1st Law Friday - Nov 1 2024

Welcome back to the 1st Law Newsletter - Friday Edition.

In this email:

  • Dopamine addictions

  • Productivity ruts

  • Quote on work

Dopamine Addictions

I have been battling the dopamine for so long. It is so enticing. It is so easy to get caught up in the mindless content. I know I need to be a creator and not a consumer, but the switch is hard to make. Internet rabbit holes scatter my days—looking at random stuff to buy, looking at what other people are doing, listening to podcasts that will not change how I think or act, and watching videos that I will not remember tomorrow.

This consumption sucks the creative juices out of me and drains me of my motivation to write or do any other kind of deep work. So, my first takeaway is that in the morning, I need to get some predetermined deep work done before any quick dopamine hits are used. This includes any entertaining apps on my phone, browsing the internet, and listening to music or podcasts.

Also, I feel as though I should attempt a dopamine detox. I have read about how much even one day a week can reset your brain. So for one day a week, I will not use my phone, the internet, any screens, and will not watch or listen to anything. I will fill the day with journaling and writing, exercise, talking to real people, walking, and reading. Who knows what other tasks will get done once the distractions are removed. I will keep the newsletter updated with the results when I execute this experiment.

Productivity Ruts

I have been in a productivity rut for the past year. I am not sure what the problem is. I try to avoid work with the whole of my being. I have tried eliminating distractions, but I just find new ones—it’s so easy to distract yourself online. Anytime I am ready to sit down and get some good work done, my monkey brain starts acting up and becomes curious about peripheral issues in my life. Things that reeeaaally don’t matter. Consequently, I get distracted from my main task and I do not get as much work done as I know I can. This leads to shame because I find pride in hard work—when I am not working hard, I am not proud of myself. Action and accomplishments are what make me proud.

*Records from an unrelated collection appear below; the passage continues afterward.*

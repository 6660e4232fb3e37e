use std::time::{Duration, Instant};

use ratatui::layout::Rect;

use crate::blocks::{BlockError, BlockStore, Field};
use crate::config::DEFAULT_TITLE;
use crate::drag::DragEngine;
use crate::editor::TextField;
use crate::ui::layout::{BlockSlot, ScreenLayout};

#[derive(Debug, Clone, Copy, PartialEq, Eq)]
pub enum ToastLevel {
    Info,
    Error,
}

#[derive(Debug, Clone)]
struct Toast {
    level: ToastLevel,
    message: String,
    expires_at: Instant,
}

/// Text field open on one block.
#[derive(Debug)]
pub struct TextEdit {
    pub index: usize,
    pub field: TextField,
}

/// The complete application state.
///
/// All state lives here - no global or scattered state.
#[derive(Debug)]
pub struct Model {
    /// The narration blocks being edited
    pub store: BlockStore,
    /// Drag gesture in progress, if any
    pub drag: DragEngine,
    /// Script title shown above the blocks
    pub title: String,
    /// Block the keyboard acts on
    pub selected: usize,
    /// Field of the selected block the keyboard acts on
    pub focus: Field,
    /// Open text field, while typing into a block
    pub text_edit: Option<TextEdit>,
    /// First block shown in the list
    pub scroll_offset: usize,
    /// Geometry from the last layout pass
    pub layout: ScreenLayout,
    /// Terminal size
    pub width: u16,
    pub height: u16,
    /// Whether help overlay is visible
    pub help_visible: bool,
    /// Pretty-printed block structure, while its overlay is open
    pub structure_dump: Option<String>,
    /// Whether mouse input is captured
    pub mouse_enabled: bool,
    toast: Option<Toast>,
    /// Whether the app should quit
    pub should_quit: bool,
}

impl Model {
    /// A fresh session: one default block.
    pub fn new(title: impl Into<String>, terminal_size: (u16, u16)) -> Self {
        let mut model = Self {
            store: BlockStore::new(),
            drag: DragEngine::new(),
            title: title.into(),
            selected: 0,
            focus: Field::Voice,
            text_edit: None,
            scroll_offset: 0,
            layout: ScreenLayout::default(),
            width: terminal_size.0,
            height: terminal_size.1,
            help_visible: false,
            structure_dump: None,
            mouse_enabled: true,
            toast: None,
            should_quit: false,
        };
        model.reflow_layout();
        model
    }

    /// Replace the block store, e.g. to seed a session.
    #[must_use]
    pub fn with_store(mut self, store: BlockStore) -> Self {
        self.store = store;
        self.clamp_selection();
        self.reflow_layout();
        self
    }

    pub fn area(&self) -> Rect {
        Rect::new(0, 0, self.width, self.height)
    }

    /// Recompute block geometry for the current size, sequence and scroll.
    pub fn reflow_layout(&mut self) {
        self.layout = ScreenLayout::compute(self.area(), self.store.len(), self.scroll_offset);
    }

    /// Drag/drop view of block `index` using the last layout.
    pub fn slot(&self, index: usize) -> BlockSlot {
        self.layout.block_slot(index)
    }

    pub const fn is_editing_text(&self) -> bool {
        self.text_edit.is_some()
    }

    /// Index being edited in a text field, if any.
    pub fn editing_index(&self) -> Option<usize> {
        self.text_edit.as_ref().map(|edit| edit.index)
    }

    pub(super) fn clamp_selection(&mut self) {
        self.selected = self.selected.min(self.store.len().saturating_sub(1));
    }

    /// Scroll so the selected block is fully on screen.
    pub(super) fn ensure_selected_visible(&mut self) {
        let capacity = ScreenLayout::compute(self.area(), self.store.len(), 0).visible_capacity();
        if self.selected < self.scroll_offset {
            self.scroll_offset = self.selected;
        } else if self.selected >= self.scroll_offset + capacity {
            self.scroll_offset = self.selected + 1 - capacity;
        }
        self.clamp_scroll();
    }

    pub(super) fn clamp_scroll(&mut self) {
        let capacity = ScreenLayout::compute(self.area(), self.store.len(), 0).visible_capacity();
        let max_offset = self.store.len().saturating_sub(capacity);
        self.scroll_offset = self.scroll_offset.min(max_offset);
    }

    /// Log a rejected store operation and surface it to the user.
    pub(super) fn report_error(&mut self, action: &str, err: &BlockError) {
        // not warn: stderr is underneath the alternate screen
        tracing::debug!(action, error = %err, "block operation rejected");
        self.show_toast(ToastLevel::Error, format!("{action}: {err}"));
    }

    pub(super) fn show_toast(&mut self, level: ToastLevel, message: impl Into<String>) {
        self.toast = Some(Toast {
            level,
            message: message.into(),
            expires_at: Instant::now() + Duration::from_secs(4),
        });
    }

    pub(super) fn expire_toast(&mut self, now: Instant) -> bool {
        if self
            .toast
            .as_ref()
            .is_some_and(|toast| toast.expires_at <= now)
        {
            self.toast = None;
            return true;
        }
        false
    }

    pub fn active_toast(&self) -> Option<(&str, ToastLevel)> {
        self.toast
            .as_ref()
            .map(|toast| (toast.message.as_str(), toast.level))
    }
}

impl Default for Model {
    fn default() -> Self {
        Self::new(DEFAULT_TITLE, (80, 24))
    }
}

I am not sure where to go with this, I just wanted to write this down. I acknowledge the fact that I can work harder. I know nothing will change until I make it. Perhaps I just need a project I feel so passionate about that I would rather work on it than browse the internet. Regardless, I will keep working on this, day by day. I know I will figure it out and flip the switch one day. Let me know if you feel this way. I want to know how you handle it.

Quote I Want To Share

“The most practical skill you can learn is working smarter. But here's what nobody tells you about working smarter: it often looks like you're working slower.

A programmer might spend 20 hours wrestling with a difficult algorithm, then have an insight in the shower that solves it in 10 lines of code. Those 20 hours weren't wasted—they were necessary for the insight.

Most people never get past superficial engagement. They fragment their attention into smaller and smaller pieces — checking Slack every 6 minutes, switching tasks 40 times per hour, and treating their minds like a news feed instead of a supercomputer.

Working smarter often requires looking less productive in the short term. That marketing brief you spend three hours perfecting might look identical to one written in 30 minutes. But the thoroughness of your thinking will be reflected in every decision that follows.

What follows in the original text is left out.